[Opening Dataset records section]
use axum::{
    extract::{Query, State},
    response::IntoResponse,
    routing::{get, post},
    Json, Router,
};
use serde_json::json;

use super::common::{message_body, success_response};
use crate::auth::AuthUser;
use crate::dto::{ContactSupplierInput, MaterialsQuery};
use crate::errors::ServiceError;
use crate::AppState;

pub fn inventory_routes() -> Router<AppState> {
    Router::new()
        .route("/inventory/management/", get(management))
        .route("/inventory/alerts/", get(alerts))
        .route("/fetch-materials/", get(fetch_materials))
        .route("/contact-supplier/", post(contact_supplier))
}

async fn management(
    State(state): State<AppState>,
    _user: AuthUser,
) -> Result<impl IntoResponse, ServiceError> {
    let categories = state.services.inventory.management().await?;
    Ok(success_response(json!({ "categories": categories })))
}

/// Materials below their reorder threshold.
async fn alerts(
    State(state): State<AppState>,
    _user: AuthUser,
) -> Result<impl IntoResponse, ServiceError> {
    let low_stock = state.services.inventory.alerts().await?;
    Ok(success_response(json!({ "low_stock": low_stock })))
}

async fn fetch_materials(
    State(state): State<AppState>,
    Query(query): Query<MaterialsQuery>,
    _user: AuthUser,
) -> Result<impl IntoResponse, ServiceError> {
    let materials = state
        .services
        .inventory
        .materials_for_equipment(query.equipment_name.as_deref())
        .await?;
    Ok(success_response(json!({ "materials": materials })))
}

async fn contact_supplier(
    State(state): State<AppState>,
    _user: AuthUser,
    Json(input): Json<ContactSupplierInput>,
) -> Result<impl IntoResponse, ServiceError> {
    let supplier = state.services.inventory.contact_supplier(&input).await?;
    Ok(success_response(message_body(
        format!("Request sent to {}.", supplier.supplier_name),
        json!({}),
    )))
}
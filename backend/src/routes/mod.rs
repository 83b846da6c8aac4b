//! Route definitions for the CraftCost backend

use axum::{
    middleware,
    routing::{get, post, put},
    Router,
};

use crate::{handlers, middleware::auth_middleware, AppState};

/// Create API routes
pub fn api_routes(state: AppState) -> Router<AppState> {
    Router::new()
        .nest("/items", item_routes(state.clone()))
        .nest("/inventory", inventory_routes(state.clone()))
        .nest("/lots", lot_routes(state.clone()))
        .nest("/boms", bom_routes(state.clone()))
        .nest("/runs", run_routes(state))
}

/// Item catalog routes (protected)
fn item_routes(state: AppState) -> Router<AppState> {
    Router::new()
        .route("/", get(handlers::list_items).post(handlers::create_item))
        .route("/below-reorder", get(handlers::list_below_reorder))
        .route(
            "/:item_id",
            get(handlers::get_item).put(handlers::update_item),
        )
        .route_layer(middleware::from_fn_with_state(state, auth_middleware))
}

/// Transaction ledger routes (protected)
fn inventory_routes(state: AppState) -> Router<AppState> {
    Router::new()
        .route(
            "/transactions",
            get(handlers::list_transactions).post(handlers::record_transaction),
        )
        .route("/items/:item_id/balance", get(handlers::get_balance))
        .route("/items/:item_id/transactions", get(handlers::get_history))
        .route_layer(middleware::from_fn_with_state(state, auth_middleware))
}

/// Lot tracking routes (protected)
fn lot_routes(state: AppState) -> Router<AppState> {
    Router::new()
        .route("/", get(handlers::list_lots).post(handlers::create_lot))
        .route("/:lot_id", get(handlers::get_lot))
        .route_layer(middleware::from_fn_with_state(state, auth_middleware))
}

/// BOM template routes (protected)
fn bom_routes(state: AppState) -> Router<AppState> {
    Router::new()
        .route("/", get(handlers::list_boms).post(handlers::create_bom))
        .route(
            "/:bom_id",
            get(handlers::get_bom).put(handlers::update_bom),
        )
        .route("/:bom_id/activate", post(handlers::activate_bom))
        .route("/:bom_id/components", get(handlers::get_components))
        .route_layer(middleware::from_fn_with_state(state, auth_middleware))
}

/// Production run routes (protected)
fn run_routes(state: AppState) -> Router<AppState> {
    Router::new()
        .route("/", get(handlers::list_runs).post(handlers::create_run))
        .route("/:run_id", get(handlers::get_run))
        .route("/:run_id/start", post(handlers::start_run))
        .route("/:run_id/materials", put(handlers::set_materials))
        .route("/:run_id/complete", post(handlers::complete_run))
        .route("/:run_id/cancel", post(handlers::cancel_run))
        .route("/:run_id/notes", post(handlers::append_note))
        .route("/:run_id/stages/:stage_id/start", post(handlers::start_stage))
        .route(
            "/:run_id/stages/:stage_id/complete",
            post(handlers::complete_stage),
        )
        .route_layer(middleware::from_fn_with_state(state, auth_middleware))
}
[Closing Dataset records section]
__Activity__:
Down to the last line, restate the records exactly.

__Expected answer__:
use axum::{
    extract::{Query, State},
    response::IntoResponse,
    routing::{get, post},
    Json, Router,
};
use serde_json::json;

use super::common::{message_body, success_response};
use crate::auth::AuthUser;
use crate::dto::{ContactSupplierInput, MaterialsQuery};
use crate::errors::ServiceError;
use crate::AppState;

pub fn inventory_routes() -> Router<AppState> {
    Router::new()
        .route("/inventory/management/", get(management))
        .route("/inventory/alerts/", get(alerts))
        .route("/fetch-materials/", get(fetch_materials))
        .route("/contact-supplier/", post(contact_supplier))
}

async fn management(
    State(state): State<AppState>,
    _user: AuthUser,
) -> Result<impl IntoResponse, ServiceError> {
    let categories = state.services.inventory.management().await?;
    Ok(success_response(json!({ "categories": categories })))
}

/// Materials below their reorder threshold.
async fn alerts(
    State(state): State<AppState>,
    _user: AuthUser,
) -> Result<impl IntoResponse, ServiceError> {
    let low_stock = state.services.inventory.alerts().await?;
    Ok(success_response(json!({ "low_stock": low_stock })))
}

async fn fetch_materials(
    State(state): State<AppState>,
    Query(query): Query<MaterialsQuery>,
    _user: AuthUser,
) -> Result<impl IntoResponse, ServiceError> {
    let materials = state
        .services
        .inventory
        .materials_for_equipment(query.equipment_name.as_deref())
        .await?;
    Ok(success_response(json!({ "materials": materials })))
}

async fn contact_supplier(
    State(state): State<AppState>,
    _user: AuthUser,
    Json(input): Json<ContactSupplierInput>,
) -> Result<impl IntoResponse, ServiceError> {
    let supplier = state.services.inventory.contact_supplier(&input).await?;
    Ok(success_response(message_body(
        format!("Request sent to {}.", supplier.supplier_name),
        json!({}),
    )))
}
filename backend/src/routes/mod.rs
repository 83b846da6c8aac4b
//! Route definitions for the CraftCost backend

use axum::{
    middleware,
    routing::{get, post, put},
    Router,
};

use crate::{handlers, middleware::auth_middleware, AppState};

/// Create API routes
pub fn api_routes(state: AppState) -> Router<AppState> {
    Router::new()
        .nest("/items", item_routes(state.clone()))
        .nest("/inventory", inventory_routes(state.clone()))
        .nest("/lots", lot_routes(state.clone()))
        .nest("/boms", bom_routes(state.clone()))
        .nest("/runs", run_routes(state))
}

/// Item catalog routes (protected)
fn item_routes(state: AppState) -> Router<AppState> {
    Router::new()
        .route("/", get(handlers::list_items).post(handlers::create_item))
        .route("/below-reorder", get(handlers::list_below_reorder))
        .route(
            "/:item_id",
            get(handlers::get_item).put(handlers::update_item),
        )
        .route_layer(middleware::from_fn_with_state(state, auth_middleware))
}

/// Transaction ledger routes (protected)
fn inventory_routes(state: AppState) -> Router<AppState> {
    Router::new()
        .route(
            "/transactions",
            get(handlers::list_transactions).post(handlers::record_transaction),
        )
        .route("/items/:item_id/balance", get(handlers::get_balance))
        .route("/items/:item_id/transactions", get(handlers::get_history))
        .route_layer(middleware::from_fn_with_state(state, auth_middleware))
}

/// Lot tracking routes (protected)
fn lot_routes(state: AppState) -> Router<AppState> {
    Router::new()
        .route("/", get(handlers::list_lots).post(handlers::create_lot))
        .route("/:lot_id", get(handlers::get_lot))
        .route_layer(middleware::from_fn_with_state(state, auth_middleware))
}

/// BOM template routes (protected)
fn bom_routes(state: AppState) -> Router<AppState> {
    Router::new()
        .route("/", get(handlers::list_boms).post(handlers::create_bom))
        .route(
            "/:bom_id",
            get(handlers::get_bom).put(handlers::update_bom),
        )
        .route("/:bom_id/activate", post(handlers::activate_bom))
        .route("/:bom_id/components", get(handlers::get_components))
        .route_layer(middleware::from_fn_with_state(state, auth_middleware))
}

/// Production run routes (protected)
fn run_routes(state: AppState) -> Router<AppState> {
    Router::new()
        .route("/", get(handlers::list_runs).post(handlers::create_run))
        .route("/:run_id", get(handlers::get_run))
        .route("/:run_id/start", post(handlers::start_run))
        .route("/:run_id/materials", put(handlers::set_materials))
        .route("/:run_id/complete", post(handlers::complete_run))
        .route("/:run_id/cancel", post(handlers::cancel_run))
        .route("/:run_id/notes", post(handlers::append_note))
        .route("/:run_id/stages/:stage_id/start", post(handlers::start_stage))
        .route(
            "/:run_id/stages/:stage_id/complete",
            post(handlers::complete_stage),
        )
        .route_layer(middleware::from_fn_with_state(state, auth_middleware))
}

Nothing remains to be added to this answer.